PROBLEM TO SOLVE
Can you quote exactly the stretch of lines from the one with "logging its progress." through the final line of the material, both ends included?

SOURCE DATA
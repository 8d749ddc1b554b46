//! # Jot CLI
//!
//! Command-line interface for Jot note search.
//!
//! ## Commands
//!
//! - `jot index` - Rebuild the search index from the notes folder
//! - `jot search <query>` - Full-text search over indexed notes
//! - `jot status` - Show index status and statistics
//! - `jot clear` - Delete the index
//! - `jot configure` - Set the notes folder, index location or file pattern
//!
//! ## Example Usage
//!
//! ```bash
//! # Point jot at a notes folder and build the index
//! jot configure --notes-path ~/notes
//! jot index
//!
//! # Search with phrases and boolean operators
//! jot search '"quarterly report" AND friday'
//! ```

mod app;
mod commands;

use app::App;
use clap::{Parser, Subcommand};
use jot_core::JotError;
use std::path::PathBuf;
use std::process::ExitCode;
use tracing_subscriber::{fmt, prelude::*, EnvFilter};

/// Jot - Personal notes with full-text search
#[derive(Parser)]
#[command(name = "jot")]
#[command(author, version, about, long_about = None)]
pub struct Cli {
    /// Path to configuration file
    #[arg(long, global = true)]
    config: Option<PathBuf>,

    /// Verbosity level (-v, -vv, -vvv)
    #[arg(short, long, action = clap::ArgAction::Count, global = true)]
    verbose: u8,

    /// Suppress all output except errors
    #[arg(short, long, global = true)]
    quiet: bool,

    #[command(subcommand)]
    command: Commands,
}

#[derive(Subcommand)]
enum Commands {
    /// Rebuild the search index from the notes folder
    Index {
        /// Add to the existing index instead of rebuilding it
        #[arg(short, long)]
        preserve: bool,
    },

    /// Search indexed notes
    #[command(alias = "s")]
    Search {
        /// Query: words, "phrases", AND/OR/NOT, parentheses, filename:name
        query: String,

        /// Maximum number of results to show
        #[arg(short, long)]
        count: Option<usize>,

        /// Output format (text, json)
        #[arg(short, long, default_value = "text")]
        output: OutputFormat,
    },

    /// Show index status and statistics
    Status,

    /// Clear the index
    Clear {
        /// Skip confirmation prompt
        #[arg(short, long)]
        yes: bool,
    },

    /// Update and save the configuration
    Configure {
        /// Folder holding the notes
        #[arg(long)]
        notes_path: Option<PathBuf>,

        /// Directory for the search index
        #[arg(long)]
        index_path: Option<PathBuf>,

        /// Glob pattern selecting note files (e.g. "*.md")
        #[arg(long)]
        pattern: Option<String>,
    },
}

#[derive(Clone, Debug, Default)]
pub enum OutputFormat {
    #[default]
    Text,
    Json,
}

impl std::str::FromStr for OutputFormat {
    type Err = String;

    fn from_str(s: &str) -> Result<Self, Self::Err> {
        match s.to_lowercase().as_str() {
            "text" => Ok(OutputFormat::Text),
            "json" => Ok(OutputFormat::Json),
            _ => Err(format!("Unknown output format: {}", s)),
        }
    }
}

fn main() -> ExitCode {
    let cli = Cli::parse();

    match run(cli) {
        Ok(()) => ExitCode::SUCCESS,
        Err(e) => {
            eprintln!("Error: {:#}", e);
            match e.downcast_ref::<JotError>() {
                Some(JotError::InvalidArgument(_)) => ExitCode::from(2),
                Some(err) if err.requires_reindex() => {
                    eprintln!("Run 'jot index' to rebuild the index.");
                    ExitCode::FAILURE
                }
                _ => ExitCode::FAILURE,
            }
        }
    }
}

fn run(cli: Cli) -> anyhow::Result<()> {
    // Configuration first: it supplies the default log level
    let app = App::load(cli.config.clone())?;

    let log_level = if cli.quiet {
        "error"
    } else {
        match cli.verbose {
            0 => app.config.general.log_level.as_str(),
            1 => "debug",
            _ => "trace",
        }
    };

    tracing_subscriber::registry()
        .with(fmt::layer().with_target(false).with_writer(std::io::stderr))
        .with(EnvFilter::try_from_default_env().unwrap_or_else(|_| EnvFilter::new(log_level)))
        .init();

    match cli.command {
        Commands::Index { preserve } => commands::index::run(&app, preserve),
        Commands::Search {
            query,
            count,
            output,
        } => commands::search::run(&app, &query, count, output),
        Commands::Status => commands::status::run(&app),
        Commands::Clear { yes } => commands::clear::run(&app, yes),
        Commands::Configure {
            notes_path,
            index_path,
            pattern,
        } => commands::configure::run(app, notes_path, index_path, pattern),
    }
}
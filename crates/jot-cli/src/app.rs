//! Application state management.

use jot_core::{Config, Indexer, LoggingProgress};
use std::path::PathBuf;
use std::sync::Arc;
use tracing::debug;

/// Shared application state.
pub struct App {
    /// Configuration
    pub config: Config,

    /// Where the configuration is loaded from and saved to
    pub config_path: PathBuf,
}

impl App {
    /// Load configuration from `path`, or from the default location.
    pub fn load(path: Option<PathBuf>) -> anyhow::Result<Self> {
        let config_path = match path {
            Some(path) => path,
            None => Config::default_config_path()?,
        };
        let config = Config::load_from(&config_path)?;

        debug!(path = %config_path.display(), "Configuration loaded");
        Ok(App {
            config,
            config_path,
        })
    }

    /// Indexer writing to the configured index, logging its progress.
    pub fn indexer(&self) -> anyhow::Result<Indexer> {
        let notes_dir = self.config.notes_dir()?;
        let progress = Arc::new(LoggingProgress::new(notes_dir.display().to_string()));
        Ok(Indexer::new(self.config.index_store()?).with_progress(progress))
    }

    /// Save the configuration back to where it was loaded from.
    pub fn save_config(&self) -> anyhow::Result<()> {
        self.config.save_to(&self.config_path)?;
        Ok(())
    }
}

SOLVED EXERCISE
    /// Indexer writing to the configured index, logging its progress.
    pub fn indexer(&self) -> anyhow::Result<Indexer> {
        let notes_dir = self.config.notes_dir()?;
        let progress = Arc::new(LoggingProgress::new(notes_dir.display().to_string()));
        Ok(Indexer::new(self.config.index_store()?).with_progress(progress))
    }

    /// Save the configuration back to where it was loaded from.
    pub fn save_config(&self) -> anyhow::Result<()> {
        self.config.save_to(&self.config_path)?;
        Ok(())
    }
}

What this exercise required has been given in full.